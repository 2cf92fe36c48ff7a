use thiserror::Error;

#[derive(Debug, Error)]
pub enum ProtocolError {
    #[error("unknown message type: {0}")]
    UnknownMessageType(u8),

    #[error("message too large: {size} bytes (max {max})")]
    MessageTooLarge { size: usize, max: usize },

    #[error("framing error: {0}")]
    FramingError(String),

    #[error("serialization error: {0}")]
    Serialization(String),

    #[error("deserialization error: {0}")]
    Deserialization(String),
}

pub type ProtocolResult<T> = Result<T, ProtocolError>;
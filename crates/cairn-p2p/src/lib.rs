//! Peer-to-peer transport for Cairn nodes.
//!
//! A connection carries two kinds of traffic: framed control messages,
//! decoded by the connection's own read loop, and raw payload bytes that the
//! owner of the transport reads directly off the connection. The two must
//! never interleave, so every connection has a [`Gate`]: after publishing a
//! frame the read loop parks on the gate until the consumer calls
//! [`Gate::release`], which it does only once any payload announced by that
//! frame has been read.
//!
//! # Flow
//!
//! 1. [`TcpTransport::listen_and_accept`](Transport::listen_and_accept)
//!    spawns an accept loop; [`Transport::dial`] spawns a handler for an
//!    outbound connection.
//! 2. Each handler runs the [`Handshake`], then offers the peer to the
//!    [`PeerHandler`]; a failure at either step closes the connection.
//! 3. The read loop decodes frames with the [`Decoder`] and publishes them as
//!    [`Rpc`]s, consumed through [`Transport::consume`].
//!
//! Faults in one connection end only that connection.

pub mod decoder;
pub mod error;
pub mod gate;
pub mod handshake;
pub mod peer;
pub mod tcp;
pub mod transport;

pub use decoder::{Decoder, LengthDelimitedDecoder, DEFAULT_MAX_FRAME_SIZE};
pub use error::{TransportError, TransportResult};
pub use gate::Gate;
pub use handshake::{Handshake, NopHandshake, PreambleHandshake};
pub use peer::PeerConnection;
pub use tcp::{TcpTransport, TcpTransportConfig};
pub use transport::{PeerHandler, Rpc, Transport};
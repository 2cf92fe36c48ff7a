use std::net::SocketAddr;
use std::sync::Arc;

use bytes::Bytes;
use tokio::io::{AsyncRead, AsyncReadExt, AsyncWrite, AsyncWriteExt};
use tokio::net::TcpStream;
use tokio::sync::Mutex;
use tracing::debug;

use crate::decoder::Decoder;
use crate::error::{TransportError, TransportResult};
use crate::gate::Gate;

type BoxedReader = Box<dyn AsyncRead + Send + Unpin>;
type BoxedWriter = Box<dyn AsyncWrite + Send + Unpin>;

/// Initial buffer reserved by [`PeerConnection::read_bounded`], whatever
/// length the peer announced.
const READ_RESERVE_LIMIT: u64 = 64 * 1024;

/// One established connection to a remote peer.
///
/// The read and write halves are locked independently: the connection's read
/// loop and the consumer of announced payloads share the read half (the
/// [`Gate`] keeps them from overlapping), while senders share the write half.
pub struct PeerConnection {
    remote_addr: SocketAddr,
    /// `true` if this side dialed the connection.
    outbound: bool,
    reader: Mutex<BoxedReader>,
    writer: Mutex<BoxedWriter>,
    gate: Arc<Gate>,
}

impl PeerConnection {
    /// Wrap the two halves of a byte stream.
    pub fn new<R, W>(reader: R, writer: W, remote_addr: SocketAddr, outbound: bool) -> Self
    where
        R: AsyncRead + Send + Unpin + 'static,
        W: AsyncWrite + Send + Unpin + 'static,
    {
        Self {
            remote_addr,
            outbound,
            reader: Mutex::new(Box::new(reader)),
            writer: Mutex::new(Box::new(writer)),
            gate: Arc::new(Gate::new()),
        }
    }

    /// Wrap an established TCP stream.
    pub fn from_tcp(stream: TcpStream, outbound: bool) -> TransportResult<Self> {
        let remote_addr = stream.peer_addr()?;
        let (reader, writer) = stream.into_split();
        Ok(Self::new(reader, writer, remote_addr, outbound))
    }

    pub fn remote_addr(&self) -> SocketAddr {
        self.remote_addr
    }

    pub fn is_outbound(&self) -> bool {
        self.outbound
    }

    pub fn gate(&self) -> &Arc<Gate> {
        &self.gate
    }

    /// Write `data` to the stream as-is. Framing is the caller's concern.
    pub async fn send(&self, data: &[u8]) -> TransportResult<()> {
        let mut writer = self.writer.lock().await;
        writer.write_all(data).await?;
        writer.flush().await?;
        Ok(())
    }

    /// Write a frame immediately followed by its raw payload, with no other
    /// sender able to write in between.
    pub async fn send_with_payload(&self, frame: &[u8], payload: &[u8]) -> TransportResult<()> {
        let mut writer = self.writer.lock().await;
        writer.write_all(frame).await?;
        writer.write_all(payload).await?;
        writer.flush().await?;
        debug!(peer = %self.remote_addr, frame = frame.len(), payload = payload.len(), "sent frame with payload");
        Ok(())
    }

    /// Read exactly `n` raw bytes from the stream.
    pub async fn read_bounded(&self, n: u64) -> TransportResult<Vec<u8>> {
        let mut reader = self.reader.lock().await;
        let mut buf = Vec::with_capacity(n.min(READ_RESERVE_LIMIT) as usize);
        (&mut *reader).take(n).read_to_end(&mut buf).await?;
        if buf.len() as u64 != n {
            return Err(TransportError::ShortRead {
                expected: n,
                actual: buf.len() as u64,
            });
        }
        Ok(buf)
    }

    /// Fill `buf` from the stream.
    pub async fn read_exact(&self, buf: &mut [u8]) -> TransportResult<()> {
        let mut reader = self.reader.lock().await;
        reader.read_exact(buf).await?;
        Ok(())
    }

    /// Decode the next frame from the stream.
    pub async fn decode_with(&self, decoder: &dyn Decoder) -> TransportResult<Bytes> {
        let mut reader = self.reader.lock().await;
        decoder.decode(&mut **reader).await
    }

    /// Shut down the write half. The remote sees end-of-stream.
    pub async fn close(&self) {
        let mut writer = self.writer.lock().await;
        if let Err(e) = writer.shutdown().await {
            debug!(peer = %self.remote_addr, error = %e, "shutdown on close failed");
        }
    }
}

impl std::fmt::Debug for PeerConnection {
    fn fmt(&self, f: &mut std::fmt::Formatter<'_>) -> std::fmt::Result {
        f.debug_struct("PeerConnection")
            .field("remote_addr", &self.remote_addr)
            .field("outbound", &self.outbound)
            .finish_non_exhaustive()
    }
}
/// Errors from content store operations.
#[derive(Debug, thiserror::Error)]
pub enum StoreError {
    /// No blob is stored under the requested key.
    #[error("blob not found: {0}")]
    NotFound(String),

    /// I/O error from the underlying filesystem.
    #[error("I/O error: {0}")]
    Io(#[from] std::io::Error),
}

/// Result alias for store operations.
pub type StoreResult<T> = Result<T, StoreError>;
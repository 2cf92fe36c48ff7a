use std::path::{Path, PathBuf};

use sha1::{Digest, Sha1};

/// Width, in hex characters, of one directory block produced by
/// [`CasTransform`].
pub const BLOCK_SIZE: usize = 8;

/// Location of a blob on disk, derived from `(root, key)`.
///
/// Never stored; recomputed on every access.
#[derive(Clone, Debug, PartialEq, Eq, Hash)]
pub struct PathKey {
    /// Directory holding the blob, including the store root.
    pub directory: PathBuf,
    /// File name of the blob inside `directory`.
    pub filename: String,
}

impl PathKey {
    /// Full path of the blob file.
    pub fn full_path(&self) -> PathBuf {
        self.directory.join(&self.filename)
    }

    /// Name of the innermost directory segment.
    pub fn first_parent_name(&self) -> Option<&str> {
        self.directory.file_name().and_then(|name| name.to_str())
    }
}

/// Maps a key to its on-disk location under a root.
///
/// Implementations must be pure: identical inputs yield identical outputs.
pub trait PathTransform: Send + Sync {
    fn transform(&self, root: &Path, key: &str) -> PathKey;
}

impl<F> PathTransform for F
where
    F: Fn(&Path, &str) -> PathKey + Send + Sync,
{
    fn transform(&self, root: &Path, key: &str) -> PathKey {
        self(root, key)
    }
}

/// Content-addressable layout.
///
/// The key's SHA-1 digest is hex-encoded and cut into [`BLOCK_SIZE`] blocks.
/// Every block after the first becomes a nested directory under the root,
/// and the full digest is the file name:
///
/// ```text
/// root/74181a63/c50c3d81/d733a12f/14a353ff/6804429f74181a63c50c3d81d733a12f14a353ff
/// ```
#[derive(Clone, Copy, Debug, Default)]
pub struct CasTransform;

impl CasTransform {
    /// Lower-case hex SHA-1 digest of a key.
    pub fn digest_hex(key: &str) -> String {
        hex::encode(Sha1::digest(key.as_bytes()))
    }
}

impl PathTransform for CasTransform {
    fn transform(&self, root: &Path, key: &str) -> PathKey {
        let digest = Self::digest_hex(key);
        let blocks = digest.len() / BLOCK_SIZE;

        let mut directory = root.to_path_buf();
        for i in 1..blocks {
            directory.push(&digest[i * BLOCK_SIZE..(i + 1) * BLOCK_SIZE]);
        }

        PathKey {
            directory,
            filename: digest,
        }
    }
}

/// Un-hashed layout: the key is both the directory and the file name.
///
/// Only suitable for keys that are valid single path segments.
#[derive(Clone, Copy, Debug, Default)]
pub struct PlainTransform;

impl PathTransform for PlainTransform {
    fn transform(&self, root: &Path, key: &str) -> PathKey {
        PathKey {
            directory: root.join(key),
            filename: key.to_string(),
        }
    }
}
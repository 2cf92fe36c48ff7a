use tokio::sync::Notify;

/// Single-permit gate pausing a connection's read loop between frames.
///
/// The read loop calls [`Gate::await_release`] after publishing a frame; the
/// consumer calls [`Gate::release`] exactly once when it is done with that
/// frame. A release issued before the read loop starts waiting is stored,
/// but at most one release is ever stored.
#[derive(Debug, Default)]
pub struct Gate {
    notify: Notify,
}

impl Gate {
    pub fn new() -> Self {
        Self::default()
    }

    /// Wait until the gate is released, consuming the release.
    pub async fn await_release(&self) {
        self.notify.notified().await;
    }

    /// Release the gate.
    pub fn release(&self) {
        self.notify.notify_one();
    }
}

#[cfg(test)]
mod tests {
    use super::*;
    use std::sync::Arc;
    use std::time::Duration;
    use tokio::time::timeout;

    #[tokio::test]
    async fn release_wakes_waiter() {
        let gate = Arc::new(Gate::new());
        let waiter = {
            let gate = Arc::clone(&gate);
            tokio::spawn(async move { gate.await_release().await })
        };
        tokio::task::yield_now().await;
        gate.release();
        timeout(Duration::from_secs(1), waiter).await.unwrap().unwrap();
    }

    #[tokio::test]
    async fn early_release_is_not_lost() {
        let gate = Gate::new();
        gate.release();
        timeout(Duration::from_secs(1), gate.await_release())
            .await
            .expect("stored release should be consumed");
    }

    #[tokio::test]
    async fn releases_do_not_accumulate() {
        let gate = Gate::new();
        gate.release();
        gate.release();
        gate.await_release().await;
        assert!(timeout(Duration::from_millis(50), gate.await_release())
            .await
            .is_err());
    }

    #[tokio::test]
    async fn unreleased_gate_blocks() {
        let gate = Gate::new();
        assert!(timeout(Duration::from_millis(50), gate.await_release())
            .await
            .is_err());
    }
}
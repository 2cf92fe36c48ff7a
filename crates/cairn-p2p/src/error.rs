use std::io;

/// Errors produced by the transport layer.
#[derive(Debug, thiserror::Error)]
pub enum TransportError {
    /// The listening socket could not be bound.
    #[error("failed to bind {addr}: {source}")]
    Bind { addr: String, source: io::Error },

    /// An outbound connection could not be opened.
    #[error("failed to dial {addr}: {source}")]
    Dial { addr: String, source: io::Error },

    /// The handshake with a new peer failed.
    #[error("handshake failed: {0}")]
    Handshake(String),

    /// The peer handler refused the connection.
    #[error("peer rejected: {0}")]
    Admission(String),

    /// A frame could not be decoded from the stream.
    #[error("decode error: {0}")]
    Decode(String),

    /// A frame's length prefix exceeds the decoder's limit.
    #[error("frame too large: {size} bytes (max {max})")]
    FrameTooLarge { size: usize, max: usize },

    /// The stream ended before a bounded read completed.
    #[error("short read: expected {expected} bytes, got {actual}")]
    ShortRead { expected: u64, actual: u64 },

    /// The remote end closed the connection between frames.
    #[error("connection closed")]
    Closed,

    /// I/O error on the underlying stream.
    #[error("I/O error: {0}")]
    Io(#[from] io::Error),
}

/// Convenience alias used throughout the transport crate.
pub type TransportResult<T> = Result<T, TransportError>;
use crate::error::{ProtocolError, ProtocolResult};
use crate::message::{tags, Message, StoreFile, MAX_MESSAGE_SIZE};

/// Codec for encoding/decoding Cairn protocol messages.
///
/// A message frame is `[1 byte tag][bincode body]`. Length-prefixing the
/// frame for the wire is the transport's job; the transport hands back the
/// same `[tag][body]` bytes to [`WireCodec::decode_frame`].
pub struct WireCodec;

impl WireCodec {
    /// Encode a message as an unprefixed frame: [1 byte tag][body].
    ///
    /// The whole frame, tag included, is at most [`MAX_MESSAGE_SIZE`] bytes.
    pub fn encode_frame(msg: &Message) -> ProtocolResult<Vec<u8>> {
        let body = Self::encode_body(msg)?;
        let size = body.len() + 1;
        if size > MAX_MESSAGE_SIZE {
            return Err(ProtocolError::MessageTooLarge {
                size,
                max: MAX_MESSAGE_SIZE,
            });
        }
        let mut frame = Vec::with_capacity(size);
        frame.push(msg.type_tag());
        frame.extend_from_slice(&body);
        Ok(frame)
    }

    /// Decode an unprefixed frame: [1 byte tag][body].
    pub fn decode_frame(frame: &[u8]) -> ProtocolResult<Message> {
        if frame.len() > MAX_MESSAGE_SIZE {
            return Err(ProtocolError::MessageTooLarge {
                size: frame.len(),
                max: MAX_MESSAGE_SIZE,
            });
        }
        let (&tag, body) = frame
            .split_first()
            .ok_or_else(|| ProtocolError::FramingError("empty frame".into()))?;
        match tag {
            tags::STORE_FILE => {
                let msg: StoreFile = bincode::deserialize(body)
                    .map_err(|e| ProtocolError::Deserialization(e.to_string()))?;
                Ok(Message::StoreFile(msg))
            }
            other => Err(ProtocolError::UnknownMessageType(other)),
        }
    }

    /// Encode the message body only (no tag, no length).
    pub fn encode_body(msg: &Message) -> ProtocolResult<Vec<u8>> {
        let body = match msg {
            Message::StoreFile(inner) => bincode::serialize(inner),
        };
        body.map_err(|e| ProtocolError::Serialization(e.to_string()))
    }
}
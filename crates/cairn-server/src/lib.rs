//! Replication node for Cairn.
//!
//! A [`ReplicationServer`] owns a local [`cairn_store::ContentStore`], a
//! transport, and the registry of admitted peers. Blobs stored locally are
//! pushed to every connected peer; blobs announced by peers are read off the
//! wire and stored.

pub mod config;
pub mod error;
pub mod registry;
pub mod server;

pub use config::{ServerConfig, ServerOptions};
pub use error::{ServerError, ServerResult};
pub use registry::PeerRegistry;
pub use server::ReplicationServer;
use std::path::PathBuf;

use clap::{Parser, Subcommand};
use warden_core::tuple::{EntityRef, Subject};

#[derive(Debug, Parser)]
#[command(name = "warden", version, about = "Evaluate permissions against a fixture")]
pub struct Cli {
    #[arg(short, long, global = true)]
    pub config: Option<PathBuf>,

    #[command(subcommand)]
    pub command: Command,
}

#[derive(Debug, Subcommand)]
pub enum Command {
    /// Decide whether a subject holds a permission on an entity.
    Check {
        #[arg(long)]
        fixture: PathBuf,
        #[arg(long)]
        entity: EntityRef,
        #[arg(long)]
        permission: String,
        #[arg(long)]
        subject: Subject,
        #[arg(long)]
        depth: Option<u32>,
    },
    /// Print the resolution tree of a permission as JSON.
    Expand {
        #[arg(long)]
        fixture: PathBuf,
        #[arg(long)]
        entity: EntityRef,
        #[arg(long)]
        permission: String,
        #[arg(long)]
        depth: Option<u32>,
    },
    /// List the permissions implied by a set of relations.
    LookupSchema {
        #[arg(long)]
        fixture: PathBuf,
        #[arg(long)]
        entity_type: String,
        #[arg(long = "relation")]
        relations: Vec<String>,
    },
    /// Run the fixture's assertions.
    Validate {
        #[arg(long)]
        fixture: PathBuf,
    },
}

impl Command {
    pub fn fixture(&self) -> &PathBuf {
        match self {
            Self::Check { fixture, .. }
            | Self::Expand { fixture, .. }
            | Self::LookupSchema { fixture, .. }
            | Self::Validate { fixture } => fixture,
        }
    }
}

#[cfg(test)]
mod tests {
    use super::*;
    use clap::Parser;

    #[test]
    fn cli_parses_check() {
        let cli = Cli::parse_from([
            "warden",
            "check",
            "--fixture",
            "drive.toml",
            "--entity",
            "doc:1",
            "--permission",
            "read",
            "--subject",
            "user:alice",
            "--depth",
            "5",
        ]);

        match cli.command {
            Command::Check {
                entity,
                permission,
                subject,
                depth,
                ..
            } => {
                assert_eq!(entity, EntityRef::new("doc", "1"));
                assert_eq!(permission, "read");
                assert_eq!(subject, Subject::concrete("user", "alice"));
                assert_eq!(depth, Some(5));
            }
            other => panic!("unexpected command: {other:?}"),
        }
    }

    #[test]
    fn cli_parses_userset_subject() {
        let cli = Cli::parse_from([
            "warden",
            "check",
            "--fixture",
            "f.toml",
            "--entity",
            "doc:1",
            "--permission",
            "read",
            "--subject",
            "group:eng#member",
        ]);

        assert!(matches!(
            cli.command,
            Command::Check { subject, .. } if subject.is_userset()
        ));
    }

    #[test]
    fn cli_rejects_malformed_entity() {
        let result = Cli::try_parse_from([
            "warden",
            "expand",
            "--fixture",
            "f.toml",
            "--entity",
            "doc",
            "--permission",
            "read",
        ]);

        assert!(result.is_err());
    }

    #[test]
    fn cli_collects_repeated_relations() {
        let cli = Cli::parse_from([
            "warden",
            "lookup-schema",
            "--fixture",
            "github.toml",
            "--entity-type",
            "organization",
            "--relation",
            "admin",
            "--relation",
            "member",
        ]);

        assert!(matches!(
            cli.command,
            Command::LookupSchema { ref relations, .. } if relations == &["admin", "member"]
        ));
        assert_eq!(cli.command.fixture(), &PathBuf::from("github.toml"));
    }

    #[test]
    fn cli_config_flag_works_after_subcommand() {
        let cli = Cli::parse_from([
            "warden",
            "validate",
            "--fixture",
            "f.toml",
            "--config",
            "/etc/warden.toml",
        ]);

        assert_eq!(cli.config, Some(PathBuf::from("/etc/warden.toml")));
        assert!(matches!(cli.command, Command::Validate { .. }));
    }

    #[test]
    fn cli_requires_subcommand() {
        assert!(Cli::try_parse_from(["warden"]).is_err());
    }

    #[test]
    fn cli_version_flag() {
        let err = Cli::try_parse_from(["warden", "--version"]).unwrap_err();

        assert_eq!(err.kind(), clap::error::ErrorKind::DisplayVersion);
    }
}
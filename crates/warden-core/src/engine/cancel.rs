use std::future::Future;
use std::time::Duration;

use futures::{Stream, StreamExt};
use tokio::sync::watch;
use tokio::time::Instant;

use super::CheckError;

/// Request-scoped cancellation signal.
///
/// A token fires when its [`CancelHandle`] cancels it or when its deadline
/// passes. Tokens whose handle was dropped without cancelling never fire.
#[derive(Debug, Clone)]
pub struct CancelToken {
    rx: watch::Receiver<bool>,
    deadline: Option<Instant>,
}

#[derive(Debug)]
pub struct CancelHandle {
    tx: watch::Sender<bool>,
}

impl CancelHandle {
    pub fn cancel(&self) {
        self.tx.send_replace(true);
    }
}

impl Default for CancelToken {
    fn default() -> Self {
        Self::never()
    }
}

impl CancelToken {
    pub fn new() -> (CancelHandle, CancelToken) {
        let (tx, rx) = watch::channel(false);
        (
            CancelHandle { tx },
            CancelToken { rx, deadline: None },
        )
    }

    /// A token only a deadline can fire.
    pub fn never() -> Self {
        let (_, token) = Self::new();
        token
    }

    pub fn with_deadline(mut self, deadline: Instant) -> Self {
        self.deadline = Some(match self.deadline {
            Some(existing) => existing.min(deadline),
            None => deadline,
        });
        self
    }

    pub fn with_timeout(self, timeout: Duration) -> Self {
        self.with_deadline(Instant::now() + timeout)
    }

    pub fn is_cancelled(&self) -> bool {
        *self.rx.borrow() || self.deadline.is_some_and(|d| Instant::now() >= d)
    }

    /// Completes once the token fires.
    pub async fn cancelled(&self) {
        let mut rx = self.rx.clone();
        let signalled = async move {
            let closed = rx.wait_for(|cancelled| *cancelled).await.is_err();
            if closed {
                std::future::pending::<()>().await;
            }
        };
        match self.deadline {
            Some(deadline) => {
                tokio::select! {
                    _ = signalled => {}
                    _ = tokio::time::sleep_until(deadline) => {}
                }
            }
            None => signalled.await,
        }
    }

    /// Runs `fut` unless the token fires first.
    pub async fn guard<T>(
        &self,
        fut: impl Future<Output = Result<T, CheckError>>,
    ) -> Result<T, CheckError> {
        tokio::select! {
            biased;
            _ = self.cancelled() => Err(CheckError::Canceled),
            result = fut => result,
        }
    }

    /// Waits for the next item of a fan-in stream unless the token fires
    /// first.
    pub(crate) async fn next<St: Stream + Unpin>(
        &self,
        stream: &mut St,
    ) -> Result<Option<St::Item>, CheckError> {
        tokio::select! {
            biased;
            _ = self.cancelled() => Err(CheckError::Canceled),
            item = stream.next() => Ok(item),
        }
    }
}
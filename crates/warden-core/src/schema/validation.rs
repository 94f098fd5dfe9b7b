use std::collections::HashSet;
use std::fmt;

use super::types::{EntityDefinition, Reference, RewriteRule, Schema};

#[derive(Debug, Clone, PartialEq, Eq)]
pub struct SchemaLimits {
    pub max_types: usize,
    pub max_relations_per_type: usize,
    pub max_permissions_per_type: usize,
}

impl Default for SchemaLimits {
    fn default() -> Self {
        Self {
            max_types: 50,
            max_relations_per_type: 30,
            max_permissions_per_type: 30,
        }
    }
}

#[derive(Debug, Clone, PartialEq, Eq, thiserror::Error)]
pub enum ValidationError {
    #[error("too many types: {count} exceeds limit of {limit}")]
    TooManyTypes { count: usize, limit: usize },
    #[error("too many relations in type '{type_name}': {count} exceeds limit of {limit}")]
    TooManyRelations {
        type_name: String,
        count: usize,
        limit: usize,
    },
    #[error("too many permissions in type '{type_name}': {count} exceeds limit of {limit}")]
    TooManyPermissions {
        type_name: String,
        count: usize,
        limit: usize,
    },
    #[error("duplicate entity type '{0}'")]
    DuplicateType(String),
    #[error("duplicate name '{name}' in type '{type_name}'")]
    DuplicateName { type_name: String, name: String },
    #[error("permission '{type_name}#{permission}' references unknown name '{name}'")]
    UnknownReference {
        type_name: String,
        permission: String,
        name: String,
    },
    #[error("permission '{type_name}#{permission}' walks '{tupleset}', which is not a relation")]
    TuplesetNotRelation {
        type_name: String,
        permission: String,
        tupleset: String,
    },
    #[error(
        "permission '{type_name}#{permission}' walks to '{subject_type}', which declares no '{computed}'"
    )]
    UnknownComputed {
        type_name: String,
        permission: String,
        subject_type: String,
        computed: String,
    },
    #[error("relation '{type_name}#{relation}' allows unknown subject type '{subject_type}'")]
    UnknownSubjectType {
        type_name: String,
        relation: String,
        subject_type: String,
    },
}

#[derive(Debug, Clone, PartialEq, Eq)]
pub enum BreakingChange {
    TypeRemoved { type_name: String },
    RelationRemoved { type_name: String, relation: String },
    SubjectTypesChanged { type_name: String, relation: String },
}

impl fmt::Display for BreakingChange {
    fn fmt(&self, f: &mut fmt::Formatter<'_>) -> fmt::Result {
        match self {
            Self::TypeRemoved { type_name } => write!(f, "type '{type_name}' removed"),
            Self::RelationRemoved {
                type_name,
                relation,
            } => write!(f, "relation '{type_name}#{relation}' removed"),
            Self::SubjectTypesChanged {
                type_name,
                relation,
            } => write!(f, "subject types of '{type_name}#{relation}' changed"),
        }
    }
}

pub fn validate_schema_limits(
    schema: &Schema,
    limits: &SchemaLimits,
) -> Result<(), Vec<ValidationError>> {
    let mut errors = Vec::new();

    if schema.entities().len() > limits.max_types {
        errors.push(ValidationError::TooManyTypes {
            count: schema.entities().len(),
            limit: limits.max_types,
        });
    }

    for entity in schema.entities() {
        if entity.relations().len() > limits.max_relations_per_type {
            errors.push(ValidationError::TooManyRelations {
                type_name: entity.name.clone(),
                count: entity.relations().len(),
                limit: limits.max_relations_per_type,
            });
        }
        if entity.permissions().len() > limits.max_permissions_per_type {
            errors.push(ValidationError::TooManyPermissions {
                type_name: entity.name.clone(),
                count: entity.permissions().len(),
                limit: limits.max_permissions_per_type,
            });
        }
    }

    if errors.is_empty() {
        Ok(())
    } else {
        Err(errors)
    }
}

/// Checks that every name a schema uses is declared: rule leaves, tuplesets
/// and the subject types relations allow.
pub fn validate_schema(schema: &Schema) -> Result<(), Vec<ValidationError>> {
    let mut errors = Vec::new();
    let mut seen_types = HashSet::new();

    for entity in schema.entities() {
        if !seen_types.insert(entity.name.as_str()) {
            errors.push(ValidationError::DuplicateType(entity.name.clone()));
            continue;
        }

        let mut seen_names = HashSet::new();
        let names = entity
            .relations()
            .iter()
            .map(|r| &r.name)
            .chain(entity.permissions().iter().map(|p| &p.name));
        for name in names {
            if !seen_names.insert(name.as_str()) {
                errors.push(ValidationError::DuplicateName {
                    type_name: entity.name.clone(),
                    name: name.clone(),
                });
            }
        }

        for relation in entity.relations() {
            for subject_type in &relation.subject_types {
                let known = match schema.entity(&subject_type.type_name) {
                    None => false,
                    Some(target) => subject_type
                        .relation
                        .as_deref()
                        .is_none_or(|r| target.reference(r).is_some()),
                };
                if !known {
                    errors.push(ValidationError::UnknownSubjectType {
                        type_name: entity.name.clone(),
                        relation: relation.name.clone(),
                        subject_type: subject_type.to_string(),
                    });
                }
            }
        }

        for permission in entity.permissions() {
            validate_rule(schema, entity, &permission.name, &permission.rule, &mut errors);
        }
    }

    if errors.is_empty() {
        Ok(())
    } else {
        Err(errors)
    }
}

****************

■ **Directions**
Across the listing, tally every line that includes the word "filename" and supply the total alone.

■ **Response for this exercise**
9